Instructions to follow => The answer must consist of every line below containing "PgPoolOptions".

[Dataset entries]
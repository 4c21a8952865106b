use chrono::{DateTime, Utc};
use rust_decimal::Decimal;
use serde::{Deserialize, Serialize};
use uuid::Uuid;

use super::Equipment;

#[derive(Debug, Clone, Serialize, Deserialize, sqlx::FromRow)]
pub struct Favorite {
    pub id: i32,
    pub user_id: Uuid,
    pub equipment_id: i32,
    pub created_at: DateTime<Utc>,
}

#[derive(Debug, Clone, Serialize, Deserialize, sqlx::FromRow)]
pub struct CartItem {
    pub id: i32,
    pub user_id: Uuid,
    pub equipment_id: i32,
    pub quantity: i32,
    pub created_at: DateTime<Utc>,
    pub updated_at: DateTime<Utc>,
}

#[derive(Debug, Clone, Serialize)]
pub struct FavoriteWithEquipment {
    #[serde(flatten)]
    pub favorite: Favorite,
    pub equipment: Equipment,
}

#[derive(Debug, Clone, Serialize)]
pub struct CartItemWithEquipment {
    #[serde(flatten)]
    pub item: CartItem,
    pub equipment: Equipment,
}

#[derive(Debug, Deserialize)]
pub struct AddToCartRequest {
    pub quantity: Option<i32>,
}

#[derive(Debug, Deserialize)]
pub struct UpdateCartRequest {
    pub quantity: Option<i32>,
}

#[derive(Debug, Serialize)]
pub struct FavoritesResponse {
    pub favorites: Vec<FavoriteWithEquipment>,
}

#[derive(Debug, Serialize)]
pub struct FavoriteResponse {
    pub success: bool,
    pub favorite: FavoriteWithEquipment,
}

#[derive(Debug, Serialize)]
#[serde(rename_all = "camelCase")]
pub struct FavoriteCheckResponse {
    pub is_favorite: bool,
}

#[derive(Debug, Serialize)]
#[serde(rename_all = "camelCase")]
pub struct CartResponse {
    pub cart_items: Vec<CartItemWithEquipment>,
    pub total: Decimal,
    pub total_items: i64,
}

#[derive(Debug, Serialize)]
#[serde(rename_all = "camelCase")]
pub struct CartItemResponse {
    pub success: bool,
    #[serde(skip_serializing_if = "Option::is_none")]
    pub cart_item: Option<CartItemWithEquipment>,
    #[serde(skip_serializing_if = "std::ops::Not::not")]
    pub removed: bool,
}

impl CartResponse {
    /// Recomputes `total` and `totalItems` from the rows on every fetch.
    pub fn from_items(cart_items: Vec<CartItemWithEquipment>) -> Self {
        let total = cart_items
            .iter()
            .map(|entry| entry.equipment.price * Decimal::from(entry.item.quantity))
            .sum();
        let total_items = cart_items
            .iter()
            .map(|entry| i64::from(entry.item.quantity))
            .sum();

        Self {
            cart_items,
            total,
            total_items,
        }
    }
}
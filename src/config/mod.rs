mod app_config;
mod s3_config;

pub use app_config::{
    AppConfig, CorsConfig, DatabaseConfig, Environment, IdentityConfig, ServerConfig,
    SessionConfig, StorageConfig,
};
pub use s3_config::*;
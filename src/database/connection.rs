use crate::{config::DatabaseConfig, error::Result};
use sqlx::{PgPool, postgres::PgPoolOptions};

pub async fn create_pool(config: &DatabaseConfig) -> Result<PgPool> {
    let pool = PgPoolOptions::new()
        .max_connections(config.max_connections)
        .connect(&config.url)
        .await?;

    sqlx::migrate!().run(&pool).await?;

    tracing::info!(
        "Database connection established with {} max connections",
        config.max_connections
    );

    Ok(pool)
}

pub async fn check_health(pool: &PgPool) -> Result<()> {
    sqlx::query("SELECT 1").fetch_one(pool).await?;
    Ok(())
}
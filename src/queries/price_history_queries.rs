use rust_decimal::Decimal;
use sqlx::PgPool;
use uuid::Uuid;

use crate::{
    error::Result,
    models::{PriceChangeSummary, PriceHistory},
};

pub async fn insert_change(
    pool: &PgPool,
    equipment_id: i32,
    old_price: Decimal,
    new_price: Decimal,
    changed_by: Option<Uuid>,
) -> Result<PriceHistory> {
    let entry = sqlx::query_as::<_, PriceHistory>(
        "INSERT INTO price_history (equipment_id, old_price, new_price, changed_by)
         VALUES ($1, $2, $3, $4)
         RETURNING *",
    )
    .bind(equipment_id)
    .bind(old_price)
    .bind(new_price)
    .bind(changed_by)
    .fetch_one(pool)
    .await?;

    Ok(entry)
}

pub async fn find_recent(pool: &PgPool, limit: i64) -> Result<Vec<PriceChangeSummary>> {
    let changes = sqlx::query_as::<_, PriceChangeSummary>(
        "SELECT equipment_id, old_price, new_price, changed_at
         FROM price_history
         ORDER BY changed_at DESC
         LIMIT $1",
    )
    .bind(limit)
    .fetch_all(pool)
    .await?;

    Ok(changes)
}

pub async fn find_by_equipment(pool: &PgPool, equipment_id: i32) -> Result<Vec<PriceHistory>> {
    let history = sqlx::query_as::<_, PriceHistory>(
        "SELECT * FROM price_history WHERE equipment_id = $1 ORDER BY changed_at DESC",
    )
    .bind(equipment_id)
    .fetch_all(pool)
    .await?;

    Ok(history)
}

pub async fn delete_by_equipment(pool: &PgPool, equipment_id: i32) -> Result<u64> {
    let result = sqlx::query("DELETE FROM price_history WHERE equipment_id = $1")
        .bind(equipment_id)
        .execute(pool)
        .await?;

    Ok(result.rows_affected())
}
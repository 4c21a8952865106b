use cookie::{Cookie, SameSite, time::Duration};
use http::{HeaderMap, header};

use crate::config::Environment;

pub const SESSION_COOKIE: &str = "session";
pub const OAUTH_VERIFIER_COOKIE: &str = "oauth_verifier";

const SESSION_MAX_AGE_DAYS: i64 = 7;
const OAUTH_VERIFIER_MAX_AGE_MINUTES: i64 = 10;

/// Cookie attributes shared by every Set-Cookie this service writes.
#[derive(Debug, Clone, Copy)]
pub struct CookiePolicy {
    secure: bool,
}

impl CookiePolicy {
    pub fn new(environment: Environment) -> Self {
        Self {
            secure: environment.is_production(),
        }
    }

    fn same_site(&self) -> SameSite {
        // Cross-site front-ends need None, which browsers only accept with Secure.
        if self.secure {
            SameSite::None
        } else {
            SameSite::Lax
        }
    }

    fn session_base(&self, value: String) -> Cookie<'static> {
        Cookie::build((SESSION_COOKIE, value))
            .http_only(true)
            .secure(self.secure)
            .same_site(self.same_site())
            .path("/")
            .build()
    }

    pub fn session_cookie(&self, token: &str) -> String {
        let mut cookie = self.session_base(token.to_string());
        cookie.set_max_age(Duration::days(SESSION_MAX_AGE_DAYS));
        cookie.to_string()
    }

    pub fn clear_session_cookie(&self) -> String {
        let mut cookie = self.session_base(String::new());
        cookie.make_removal();
        cookie.to_string()
    }

    fn verifier_base(&self, value: String) -> Cookie<'static> {
        // Lax so the cookie survives the top-level redirect back from the provider.
        Cookie::build((OAUTH_VERIFIER_COOKIE, value))
            .http_only(true)
            .secure(self.secure)
            .same_site(SameSite::Lax)
            .path("/auth")
            .build()
    }

    pub fn verifier_cookie(&self, verifier: &str) -> String {
        let mut cookie = self.verifier_base(verifier.to_string());
        cookie.set_max_age(Duration::minutes(OAUTH_VERIFIER_MAX_AGE_MINUTES));
        cookie.to_string()
    }

    pub fn clear_verifier_cookie(&self) -> String {
        let mut cookie = self.verifier_base(String::new());
        cookie.make_removal();
        cookie.to_string()
    }
}

pub fn read_cookie(headers: &HeaderMap, name: &str) -> Option<String> {
    headers
        .get_all(header::COOKIE)
        .iter()
        .filter_map(|value| value.to_str().ok())
        .flat_map(Cookie::split_parse)
        .filter_map(|cookie| cookie.ok())
        .find(|cookie| cookie.name() == name)
        .map(|cookie| cookie.value().to_string())
        .filter(|value| !value.is_empty())
}

/// Session token from the `session` cookie, falling back to a bearer header.
pub fn session_token(headers: &HeaderMap) -> Option<String> {
    read_cookie(headers, SESSION_COOKIE).or_else(|| {
        headers
            .get(header::AUTHORIZATION)
            .and_then(|value| value.to_str().ok())
            .and_then(|value| value.strip_prefix("Bearer "))
            .map(|token| token.trim().to_string())
            .filter(|token| !token.is_empty())
    })
}

#[cfg(test)]
mod tests {
    use super::*;
    use http::HeaderValue;

    #[test]
    fn development_session_cookie_is_lax_and_http_only() {
        let cookie = CookiePolicy::new(Environment::Development).session_cookie("abc");

        assert!(cookie.starts_with("session=abc"));
        assert!(cookie.contains("HttpOnly"));
        assert!(cookie.contains("SameSite=Lax"));
        assert!(cookie.contains("Path=/"));
        assert!(cookie.contains("Max-Age=604800"));
        assert!(!cookie.contains("Secure"));
    }

    #[test]
    fn production_session_cookie_is_cross_site() {
        let cookie = CookiePolicy::new(Environment::Production).session_cookie("abc");

        assert!(cookie.contains("Secure"));
        assert!(cookie.contains("SameSite=None"));
    }

    #[test]
    fn clearing_keeps_attributes_and_expires() {
        let cookie = CookiePolicy::new(Environment::Production).clear_session_cookie();

        assert!(cookie.starts_with("session=;"));
        assert!(cookie.contains("Max-Age=0"));
        assert!(cookie.contains("SameSite=None"));
        assert!(cookie.contains("Path=/"));
    }

    #[test]
    fn reads_named_cookie_among_others() {
        let mut headers = HeaderMap::new();
        headers.insert(
            header::COOKIE,
            HeaderValue::from_static("theme=dark; session=tok.en.value; lang=en"),
        );

        assert_eq!(
            read_cookie(&headers, SESSION_COOKIE).as_deref(),
            Some("tok.en.value")
        );
        assert!(read_cookie(&headers, OAUTH_VERIFIER_COOKIE).is_none());
    }

    #[test]
    fn bearer_header_is_fallback() {
        let mut headers = HeaderMap::new();
        headers.insert(header::AUTHORIZATION, HeaderValue::from_static("Bearer xyz"));
        assert_eq!(session_token(&headers).as_deref(), Some("xyz"));

        headers.insert(header::COOKIE, HeaderValue::from_static("session=from-cookie"));
        assert_eq!(session_token(&headers).as_deref(), Some("from-cookie"));
    }
}
use std::collections::BTreeMap;
use std::fs;
use std::path::{
  Path,
  PathBuf
};

use anyhow::{
  Context,
  anyhow
};
use tracing::{
  debug,
  info,
  trace,
  warn
};

use crate::cards::DEFAULT_ASSET_DIR;
use crate::model::Granularity;
use crate::persistence::MODE_STORAGE_KEY;
use crate::source::DEFAULT_DATA_PATH;

pub const CONFIG_ENV: &str =
  "TIMEBOARDRC";

#[derive(Debug, Clone)]
pub struct Config {
  map: BTreeMap<String, String>,
  pub loaded_files: Vec<PathBuf>
}

impl Default for Config {
  fn default() -> Self {
    let mut map = BTreeMap::new();
    for (key, value) in [
      ("data.location", DEFAULT_DATA_PATH),
      ("storage.key", MODE_STORAGE_KEY),
      ("assets.dir", DEFAULT_ASSET_DIR),
      (
        "default.mode",
        Granularity::DEFAULT.as_key()
      ),
      ("color", "on")
    ] {
      map.insert(
        key.to_string(),
        value.to_string()
      );
    }

    Self {
      map,
      loaded_files: vec![]
    }
  }
}

impl Config {
  #[tracing::instrument(skip(
    rc_override
  ))]
  pub fn load(
    rc_override: Option<&Path>
  ) -> anyhow::Result<Self> {
    let mut cfg = Config::default();

    let rc = resolve_rc_path(rc_override)?;
    if let Some(path) = rc {
      info!(rc = %path.display(), "loading config");
      cfg.load_file(&path)?;
    } else {
      debug!(
        "no config file found; using \
         defaults"
      );
    }

    Ok(cfg)
  }

  #[tracing::instrument(skip(
    self, overrides
  ))]
  pub fn apply_overrides<I>(
    &mut self,
    overrides: I
  ) where
    I: IntoIterator<
      Item = (String, String)
    >
  {
    for (k, v) in overrides {
      let key = k
        .strip_prefix("rc.")
        .unwrap_or(&k)
        .to_string();
      debug!(key = %key, value = %v, "applying override");
      self.map.insert(key, v);
    }
  }

  pub fn get(
    &self,
    key: &str
  ) -> Option<String> {
    self.map.get(key).cloned()
  }

  pub fn data_location(&self) -> PathBuf {
    let raw = self
      .get("data.location")
      .unwrap_or_else(|| {
        DEFAULT_DATA_PATH.to_string()
      });
    expand_tilde(Path::new(&raw))
  }

  pub fn storage_key(&self) -> String {
    self
      .get("storage.key")
      .filter(|key| !key.trim().is_empty())
      .unwrap_or_else(|| {
        MODE_STORAGE_KEY.to_string()
      })
  }

  pub fn state_file(
    &self
  ) -> anyhow::Result<PathBuf> {
    match self.get("state.file") {
      | Some(raw) => {
        Ok(expand_tilde(Path::new(&raw)))
      }
      | None => default_state_file()
    }
  }

  pub fn assets_dir(&self) -> String {
    self.get("assets.dir").unwrap_or_else(
      || DEFAULT_ASSET_DIR.to_string()
    )
  }

  pub fn default_mode(
    &self
  ) -> anyhow::Result<Granularity> {
    match self.get("default.mode") {
      | Some(raw) => raw
        .parse::<Granularity>()
        .context(
          "invalid default.mode setting"
        ),
      | None => Ok(Granularity::DEFAULT)
    }
  }

  pub fn color(
    &self
  ) -> anyhow::Result<bool> {
    let raw = self
      .get("color")
      .unwrap_or_else(|| "on".to_string());
    match raw
      .trim()
      .to_ascii_lowercase()
      .as_str()
    {
      | "on" | "yes" | "true" | "1" => {
        Ok(true)
      }
      | "off" | "no" | "false" | "0" => {
        Ok(false)
      }
      | other => Err(anyhow!(
        "invalid color setting: {other}"
      ))
    }
  }

  #[tracing::instrument(skip(self))]
  fn load_file(
    &mut self,
    path: &Path
  ) -> anyhow::Result<()> {
    let path = expand_tilde(path);
    if self.loaded_files.contains(&path)
    {
      warn!(file = %path.display(), "config include cycle; skipping");
      return Ok(());
    }

    let text =
      fs::read_to_string(&path)
        .with_context(|| {
          format!(
            "failed to read {}",
            path.display()
          )
        })?;

    self
      .loaded_files
      .push(path.clone());

    let base_dir = path
      .parent()
      .map(|p| p.to_path_buf())
      .unwrap_or_else(|| {
        PathBuf::from(".")
      });

    for (line_num, raw_line) in
      text.lines().enumerate()
    {
      let line = raw_line
        .split_once('#')
        .map_or(raw_line, |(before, _)| {
          before
        })
        .trim();
      if line.is_empty() {
        continue;
      }

      if let Some(include_rest) =
        line.strip_prefix("include ")
      {
        let include_path =
          resolve_include_path(
            &base_dir,
            include_rest.trim()
          )?;
        debug!(
            file = %path.display(),
            include = %include_path.display(),
            line = line_num + 1,
            "processing include"
        );

        if include_path.exists() {
          self
            .load_file(&include_path)?;
        } else {
          warn!(include = %include_path.display(), "include file does not exist; skipping");
        }
        continue;
      }

      let (k, v) = line
        .split_once('=')
        .ok_or_else(|| {
          anyhow!(
            "invalid config line \
             {}:{}: {}",
            path.display(),
            line_num + 1,
            raw_line
          )
        })?;

      let key = k.trim().to_string();
      let value = v.trim().to_string();
      trace!(key = %key, value = %value, "loaded config key");
      self.map.insert(key, value);
    }

    Ok(())
  }
}

#[tracing::instrument(skip(
  override_path
))]
fn resolve_rc_path(
  override_path: Option<&Path>
) -> anyhow::Result<Option<PathBuf>> {
  if let Some(path) = override_path {
    return Ok(Some(path.to_path_buf()));
  }

  if let Ok(rc_env) =
    std::env::var(CONFIG_ENV)
  {
    if rc_env == "/dev/null" {
      return Ok(None);
    }
    return Ok(Some(PathBuf::from(
      rc_env
    )));
  }

  let Some(home) = dirs::home_dir()
  else {
    return Ok(None);
  };
  let candidate =
    home.join(".timeboardrc");
  if candidate.exists() {
    return Ok(Some(candidate));
  }

  Ok(None)
}

fn default_state_file()
-> anyhow::Result<PathBuf> {
  let home = dirs::home_dir()
    .ok_or_else(|| {
      anyhow!(
        "cannot determine home \
         directory"
      )
    })?;
  Ok(
    home
      .join(".timeboard")
      .join("state.toml")
  )
}

fn resolve_include_path(
  base_dir: &Path,
  include: &str
) -> anyhow::Result<PathBuf> {
  if include.trim().is_empty() {
    return Err(anyhow!(
      "include path cannot be empty"
    ));
  }

  let expanded =
    expand_tilde(Path::new(include));
  if expanded.is_absolute() {
    Ok(expanded)
  } else {
    Ok(base_dir.join(expanded))
  }
}

fn expand_tilde(
  path: &Path
) -> PathBuf {
  let text = path.to_string_lossy();
  if let Some(rest) =
    text.strip_prefix("~/")
    && let Some(home) = dirs::home_dir()
  {
    return home.join(rest);
  }
  path.to_path_buf()
}

#[cfg(test)]
mod tests {
  use tempfile::tempdir;

  use super::*;

  #[test]
  fn defaults_use_canonical_key_and_path()
  {
    let cfg = Config::default();
    assert_eq!(cfg.storage_key(), "mode");
    assert_eq!(
      cfg.data_location(),
      PathBuf::from("./data.json")
    );
    assert_eq!(
      cfg.default_mode().expect("mode"),
      Granularity::Weekly
    );
    assert!(cfg.color().expect("color"));
  }

  #[test]
  fn file_includes_and_overrides() {
    let temp = tempdir().expect("tempdir");
    let extra = temp.path().join("extra.rc");
    fs::write(
      &extra,
      "assets.dir = /static/images\n"
    )
    .expect("write include");

    let rc = temp.path().join("timeboardrc");
    fs::write(
      &rc,
      "# dashboard settings\n\
       data.location = /srv/data.json  # served copy\n\
       default.mode = monthly\n\
       include extra.rc\n\
       include missing.rc\n"
    )
    .expect("write rc");

    let mut cfg =
      Config::load(Some(rc.as_path())).expect("load");
    assert_eq!(cfg.loaded_files.len(), 2);
    assert_eq!(
      cfg.data_location(),
      PathBuf::from("/srv/data.json")
    );
    assert_eq!(
      cfg.assets_dir(),
      "/static/images"
    );
    assert_eq!(
      cfg.default_mode().expect("mode"),
      Granularity::Monthly
    );

    cfg.apply_overrides([(
      "rc.color".to_string(),
      "off".to_string()
    )]);
    assert!(!cfg.color().expect("color"));
  }

  #[test]
  fn state_file_defaults_under_home() {
    let mut cfg = Config::default();
    assert_eq!(cfg.get("state.file"), None);
    if let Some(home) = dirs::home_dir() {
      assert_eq!(
        cfg.state_file().expect("state file"),
        home
          .join(".timeboard")
          .join("state.toml")
      );
    }

    cfg.apply_overrides([(
      "rc.state.file".to_string(),
      "/var/lib/timeboard.toml".to_string()
    )]);
    assert_eq!(
      cfg.state_file().expect("state file"),
      PathBuf::from("/var/lib/timeboard.toml")
    );
  }

  #[test]
  fn malformed_line_is_rejected() {
    let temp = tempdir().expect("tempdir");
    let rc = temp.path().join("timeboardrc");
    fs::write(&rc, "just words\n")
      .expect("write rc");
    let err = Config::load(Some(rc.as_path()))
      .expect_err("should fail");
    assert!(
      err
        .to_string()
        .contains("invalid config line")
    );
  }

  #[test]
  fn unknown_color_setting_is_an_error() {
    let mut cfg = Config::default();
    cfg.apply_overrides([(
      "color".to_string(),
      "maybe".to_string()
    )]);
    assert!(cfg.color().is_err());
  }

  #[test]
  fn bad_mode_setting_is_an_error() {
    let mut cfg = Config::default();
    cfg.apply_overrides([(
      "default.mode".to_string(),
      "hourly".to_string()
    )]);
    assert!(cfg.default_mode().is_err());
  }
}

Expected answer =>
use sqlx::{PgPool, postgres::PgPoolOptions};
    let pool = PgPoolOptions::new()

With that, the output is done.